Records from a data source:
++++++

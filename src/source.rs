//! Interfaces of the index structures collection reads from.
//!
//! Implementations are expected to be memory resident: none of these calls block, and none of
//! them fail on documents that lack the field.

use crate::{DocId, Ordinal, NO_MORE_DOCS};

/// Forward-only iterator over increasing document ids.
///
/// `doc_id` is `None` until the iterator has been positioned and [`NO_MORE_DOCS`] once it is
/// exhausted.
pub trait DocIdIterator {
    fn doc_id(&self) -> Option<DocId>;

    /// Move to the first document `>= target`. Iterators already at or past `target` stay
    /// where they are.
    fn advance(&mut self, target: DocId) -> DocId;

    fn next_doc(&mut self) -> DocId {
        match self.doc_id() {
            None => self.advance(0),
            Some(NO_MORE_DOCS) => NO_MORE_DOCS,
            Some(doc) => self.advance(doc + 1),
        }
    }

    /// Upper bound on the number of documents this iterator yields.
    fn cost(&self) -> u64;
}

/// Per-document ordinals of one field, in a leaf whose ordinal space is shared with every other
/// leaf of the same aggregation.
pub trait OrdinalValues {
    /// Number of distinct values of the field, ordinals are in `[0, max_ord)`.
    fn max_ord(&self) -> u64;

    /// Ordinals of `doc`, empty when the document has no value for the field.
    fn ordinals(&self, doc: DocId) -> &[Ordinal];

    /// Raw value bytes of `ord`, `None` if the value source has no entry for it.
    fn lookup_ord(&self, ord: Ordinal) -> Option<&[u8]>;

    /// Whether any document of this leaf carries `ord`, `None` when the source can not tell.
    ///
    /// Pruning only skips a value without postings when this confirms it is absent, otherwise
    /// documents are scanned for it.
    fn contains_ord(&self, _ord: Ordinal) -> Option<bool> {
        None
    }

    /// Iterator over documents having at least one value.
    fn docs_with_field(&self) -> Box<dyn DocIdIterator + '_>;
}

/// Inverted index of one field in one leaf.
pub trait TermDictionary {
    /// Postings of `term`, `None` if the term does not occur in this leaf.
    fn postings(&self, term: &[u8]) -> Option<Box<dyn DocIdIterator + '_>>;
}

/// What a leaf exposes for the aggregated field.
#[derive(Clone, Copy)]
pub struct LeafContext<'a> {
    pub values: &'a dyn OrdinalValues,
    /// Term dictionary of the field, `None` when the leaf has no terms for it.
    pub terms: Option<&'a dyn TermDictionary>,
    /// Whether the field is indexed at all; an indexed field without terms has no values here.
    pub field_indexed: bool,
}

impl<'a> LeafContext<'a> {
    pub fn new(values: &'a dyn OrdinalValues, terms: Option<&'a dyn TermDictionary>) -> Self {
        Self {
            values,
            field_indexed: terms.is_some(),
            terms,
        }
    }

    pub fn with_field_indexed(mut self, field_indexed: bool) -> Self {
        self.field_indexed = field_indexed;
        self
    }
}
//! Competitive iterator used by dynamic pruning.
//!
//! While scanning, the iterator simply follows the documents that have a value for the field.
//! Once few enough ordinals remain unvisited it switches to pruning: it opens the postings of
//! every unvisited value and only yields documents containing at least one of them, so the
//! rest of the leaf can be skipped as soon as every value has been seen.

use std::cmp::Reverse;
use std::collections::BinaryHeap;

use hashbrown::{HashMap, HashSet};
use tracing::{debug, trace};

use crate::aggregator::DebugCounters;
use crate::bit_array::BitArray;
use crate::source::{DocIdIterator, OrdinalValues, TermDictionary};
use crate::{DocId, Ordinal, NO_MORE_DOCS};

/// What an enumerator stands for
#[derive(Debug, Clone, Copy, PartialEq, Eq, PartialOrd, Ord, Hash)]
enum Source {
    Ordinal(Ordinal),
    /// Docs-with-field iterator covering ordinals that have no postings to follow
    Fallback,
}

/// State of the pruning phase
struct Pruning<'a> {
    enumerators: HashMap<Source, Box<dyn DocIdIterator + 'a>>,
    /// Unvisited ordinals without postings, covered by the fallback enumerator
    unresolved: HashSet<Ordinal>,
    /// Current doc of every enumerator, lowest on top
    queue: BinaryHeap<Reverse<(Option<DocId>, Source)>>,
}

impl<'a> Pruning<'a> {
    fn new(
        enumerators: HashMap<Source, Box<dyn DocIdIterator + 'a>>,
        unresolved: HashSet<Ordinal>,
    ) -> Self {
        let mut pruning = Self {
            enumerators,
            unresolved,
            queue: BinaryHeap::new(),
        };
        pruning.rebuild();
        pruning
    }

    /// Drop whatever enumerator waits for `ord`
    fn on_visited_ordinal(&mut self, ord: Ordinal) {
        if self.enumerators.remove(&Source::Ordinal(ord)).is_some() {
            self.rebuild();
        } else if self.unresolved.remove(&ord) && self.unresolved.is_empty() {
            trace!(ord, "all unresolved ordinals visited, dropping fallback");
            self.enumerators.remove(&Source::Fallback);
            self.rebuild();
        }
    }

    /// Rebuild the queue from the remaining enumerators
    fn rebuild(&mut self) {
        self.queue = self
            .enumerators
            .iter()
            .map(|(&source, postings)| Reverse((postings.doc_id(), source)))
            .collect();
    }

    fn advance(&mut self, target: DocId) -> DocId {
        loop {
            let Some(&Reverse((doc, source))) = self.queue.peek() else {
                return NO_MORE_DOCS;
            };
            if let Some(doc) = doc.filter(|&doc| doc >= target) {
                return doc;
            }
            self.queue.pop();
            if let Some(postings) = self.enumerators.get_mut(&source) {
                let doc = postings.advance(target);
                self.queue.push(Reverse((Some(doc), source)));
            }
        }
    }
}

/// Document iterator that only yields documents which may still contribute new ordinals.
pub struct CompetitiveIterator<'a> {
    values: &'a dyn OrdinalValues,
    terms: &'a dyn TermDictionary,
    docs_with_field: Box<dyn DocIdIterator + 'a>,
    num_non_visited: u64,
    max_terms_for_pruning: u64,
    pruning: Option<Pruning<'a>>,
    doc: Option<DocId>,
}

impl<'a> CompetitiveIterator<'a> {
    pub fn new(
        values: &'a dyn OrdinalValues,
        terms: &'a dyn TermDictionary,
        num_non_visited: u64,
        max_terms_for_pruning: u64,
    ) -> Self {
        Self {
            values,
            terms,
            docs_with_field: values.docs_with_field(),
            num_non_visited,
            max_terms_for_pruning,
            pruning: None,
            doc: None,
        }
    }

    /// Whether the iterator is following postings of unvisited values
    #[inline]
    pub fn is_pruning(&self) -> bool {
        self.pruning.is_some()
    }

    /// Number of enumerators left in the pruning queue
    pub fn queue_len(&self) -> usize {
        self.pruning.as_ref().map_or(0, |p| p.enumerators.len())
    }

    /// Open postings of every ordinal not yet set in `visited`.
    pub fn start_pruning(&mut self, visited: &BitArray, counters: &mut DebugCounters) {
        counters.dynamic_pruning_used += 1;

        let mut enumerators: HashMap<Source, Box<dyn DocIdIterator + 'a>> = HashMap::new();
        let mut unresolved = HashSet::new();
        let mut excluded = 0u64;
        let max_ord = self.values.max_ord().min(visited.len());
        for ord in (0..max_ord).filter(|&ord| !visited.get(ord)) {
            let Some(term) = self.values.lookup_ord(ord) else {
                unresolved.insert(ord);
                continue;
            };
            match self.terms.postings(term) {
                Some(postings) => {
                    enumerators.insert(Source::Ordinal(ord), postings);
                }
                None if self.values.contains_ord(ord) == Some(false) => excluded += 1,
                // documents may still carry it, scan for them
                None => {
                    unresolved.insert(ord);
                }
            }
        }
        let pending = enumerators.len();
        if !unresolved.is_empty() {
            enumerators.insert(Source::Fallback, self.values.docs_with_field());
        }
        debug!(
            pending,
            excluded,
            unresolved = unresolved.len(),
            "starting dynamic pruning"
        );

        self.pruning = Some(Pruning::new(enumerators, unresolved));
    }

    /// Called once for every ordinal the first time it is visited.
    pub fn on_visited_ordinal(
        &mut self,
        ord: Ordinal,
        visited: &BitArray,
        counters: &mut DebugCounters,
    ) {
        self.num_non_visited = self.num_non_visited.saturating_sub(1);
        match &mut self.pruning {
            Some(pruning) => pruning.on_visited_ordinal(ord),
            None if self.num_non_visited <= self.max_terms_for_pruning => {
                self.start_pruning(visited, counters)
            }
            None => {}
        }
    }
}

impl DocIdIterator for CompetitiveIterator<'_> {
    #[inline]
    fn doc_id(&self) -> Option<DocId> {
        self.doc
    }

    fn advance(&mut self, target: DocId) -> DocId {
        let doc = match &mut self.pruning {
            None => self.docs_with_field.advance(target),
            Some(pruning) => pruning.advance(target),
        };
        self.doc = Some(doc);
        doc
    }

    fn cost(&self) -> u64 {
        self.docs_with_field.cost()
    }
}

#[cfg(test)]
mod tests {
    use super::*;
    use crate::in_memory::InMemoryIndex;

    fn visited_with(max_ord: u64, ords: &[Ordinal]) -> BitArray {
        let mut bits = BitArray::new(max_ord).unwrap();
        ords.iter().for_each(|&ord| bits.set(ord));
        bits
    }

    #[test]
    fn test_scanning_follows_docs_with_field() {
        let index = InMemoryIndex::new(&[vec![vec!["a"], vec![], vec!["b"], vec!["a"]]]);
        let segment = &index.segments()[0];
        let mut it = CompetitiveIterator::new(segment, segment, 2, 0);
        assert!(!it.is_pruning());
        assert_eq!(it.advance(0), 0);
        assert_eq!(it.advance(1), 2);
        assert_eq!(it.advance(3), 3);
        assert_eq!(it.advance(4), NO_MORE_DOCS);
    }

    #[test]
    fn test_pruning_skips_to_unvisited_values() {
        // ordinals: a=0, b=1, c=2
        let index = InMemoryIndex::new(&[vec![
            vec!["a"],
            vec!["a"],
            vec!["b"],
            vec!["a"],
            vec!["c"],
            vec!["b", "c"],
        ]]);
        let segment = &index.segments()[0];
        let mut counters = DebugCounters::default();
        let mut visited = visited_with(3, &[0]);
        let mut it = CompetitiveIterator::new(segment, segment, 2, 128);
        it.start_pruning(&visited, &mut counters);
        assert!(it.is_pruning());
        assert_eq!(counters.dynamic_pruning_used, 1);
        assert_eq!(it.queue_len(), 2);

        assert_eq!(it.advance(0), 2);
        visited.set(1);
        it.on_visited_ordinal(1, &visited, &mut counters);
        assert_eq!(it.queue_len(), 1);

        assert_eq!(it.advance(3), 4);
        visited.set(2);
        it.on_visited_ordinal(2, &visited, &mut counters);
        assert_eq!(it.queue_len(), 0);
        assert_eq!(it.advance(5), NO_MORE_DOCS);
        assert_eq!(it.doc_id(), Some(NO_MORE_DOCS));
    }

    #[test]
    fn test_pruning_starts_once_few_ordinals_remain() {
        let index = InMemoryIndex::new(&[vec![vec!["a"], vec!["b"], vec!["c"], vec!["d"]]]);
        let segment = &index.segments()[0];
        let mut counters = DebugCounters::default();
        let mut visited = visited_with(4, &[]);
        let mut it = CompetitiveIterator::new(segment, segment, 4, 2);

        for ord in 0..2 {
            assert!(!it.is_pruning());
            assert_eq!(it.advance(ord as DocId), ord as DocId);
            visited.set(ord);
            it.on_visited_ordinal(ord, &visited, &mut counters);
        }
        assert!(it.is_pruning());
        assert_eq!(it.queue_len(), 2);
        assert_eq!(it.advance(2), 2);
    }

    #[test]
    fn test_values_missing_from_leaf_are_excluded() {
        // "z" only lives in the second segment
        let index = InMemoryIndex::new(&[vec![vec!["a"], vec!["b"]], vec![vec!["z"]]]);
        let segment = &index.segments()[0];
        let mut counters = DebugCounters::default();
        let mut it = CompetitiveIterator::new(segment, segment, 3, 128);
        it.start_pruning(&visited_with(3, &[]), &mut counters);
        assert_eq!(it.queue_len(), 2);
    }

    /// Value source that lost the value of one ordinal
    struct MissingValue<'a> {
        inner: &'a dyn OrdinalValues,
        missing: Ordinal,
    }

    impl OrdinalValues for MissingValue<'_> {
        fn max_ord(&self) -> u64 {
            self.inner.max_ord()
        }

        fn ordinals(&self, doc: DocId) -> &[Ordinal] {
            self.inner.ordinals(doc)
        }

        fn lookup_ord(&self, ord: Ordinal) -> Option<&[u8]> {
            (ord != self.missing)
                .then(|| self.inner.lookup_ord(ord))
                .flatten()
        }

        fn contains_ord(&self, ord: Ordinal) -> Option<bool> {
            self.inner.contains_ord(ord)
        }

        fn docs_with_field(&self) -> Box<dyn DocIdIterator + '_> {
            self.inner.docs_with_field()
        }
    }

    #[test]
    fn test_unresolved_values_fall_back_to_scanning() {
        // ordinals: a=0, b=1, c=2; the value of "b" can not be looked up
        let index = InMemoryIndex::new(&[vec![
            vec!["a"],
            vec!["a"],
            vec!["b"],
            vec!["a"],
            vec!["c"],
        ]]);
        let segment = &index.segments()[0];
        let values = MissingValue {
            inner: segment,
            missing: 1,
        };
        let mut counters = DebugCounters::default();
        let mut visited = visited_with(3, &[]);
        let mut it = CompetitiveIterator::new(&values, segment, 3, 128);
        it.start_pruning(&visited, &mut counters);
        // a, c and the fallback
        assert_eq!(it.queue_len(), 3);

        assert_eq!(it.advance(0), 0);
        visited.set(0);
        it.on_visited_ordinal(0, &visited, &mut counters);
        // the fallback keeps every document with a value reachable
        assert_eq!(it.advance(1), 1);
        assert_eq!(it.advance(2), 2);
        visited.set(1);
        it.on_visited_ordinal(1, &visited, &mut counters);
        assert_eq!(it.queue_len(), 1);
        // only "c" is left
        assert_eq!(it.advance(3), 4);
    }

    /// Term dictionary that lost the postings of one term
    struct LosingTerm<'a> {
        inner: &'a dyn TermDictionary,
        lost: &'static [u8],
    }

    impl TermDictionary for LosingTerm<'_> {
        fn postings(&self, term: &[u8]) -> Option<Box<dyn DocIdIterator + '_>> {
            if term == self.lost {
                return None;
            }
            self.inner.postings(term)
        }
    }

    #[test]
    fn test_values_without_postings_fall_back_to_scanning() {
        // ordinals: a=0, b=1, c=2; "b" occurs but its postings are gone
        let index = InMemoryIndex::new(&[vec![vec!["a"], vec!["c"], vec!["b"], vec!["a"]]]);
        let segment = &index.segments()[0];
        let terms = LosingTerm {
            inner: segment,
            lost: b"b",
        };
        let mut counters = DebugCounters::default();
        let mut visited = visited_with(3, &[0, 2]);
        let mut it = CompetitiveIterator::new(segment, &terms, 1, 128);
        it.start_pruning(&visited, &mut counters);
        // only the fallback
        assert_eq!(it.queue_len(), 1);
        assert_eq!(it.advance(0), 0);
        assert_eq!(it.advance(2), 2);
        visited.set(1);
        it.on_visited_ordinal(1, &visited, &mut counters);
        assert_eq!(it.queue_len(), 0);
        assert_eq!(it.advance(3), NO_MORE_DOCS);
    }

    #[test]
    fn test_pruning_ignores_ordinals_past_visited_bits() {
        let index = InMemoryIndex::new(&[vec![vec!["a"], vec!["b"], vec!["c"]]]);
        let segment = &index.segments()[0];
        let mut counters = DebugCounters::default();
        let mut it = CompetitiveIterator::new(segment, segment, 1, 128);
        // bits only cover "a"
        it.start_pruning(&visited_with(1, &[]), &mut counters);
        assert_eq!(it.queue_len(), 1);
        assert_eq!(it.advance(0), 0);
        assert_eq!(it.advance(1), NO_MORE_DOCS);
    }
}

++++++

_WORK ITEM_: Retrieve each line from the records above where the word "derive" occurs.

_SOLUTION TO THE EXERCISE_:
#[derive(Clone, Copy)]
#[derive(Debug, Clone, Copy, PartialEq, Eq, PartialOrd, Ord, Hash)]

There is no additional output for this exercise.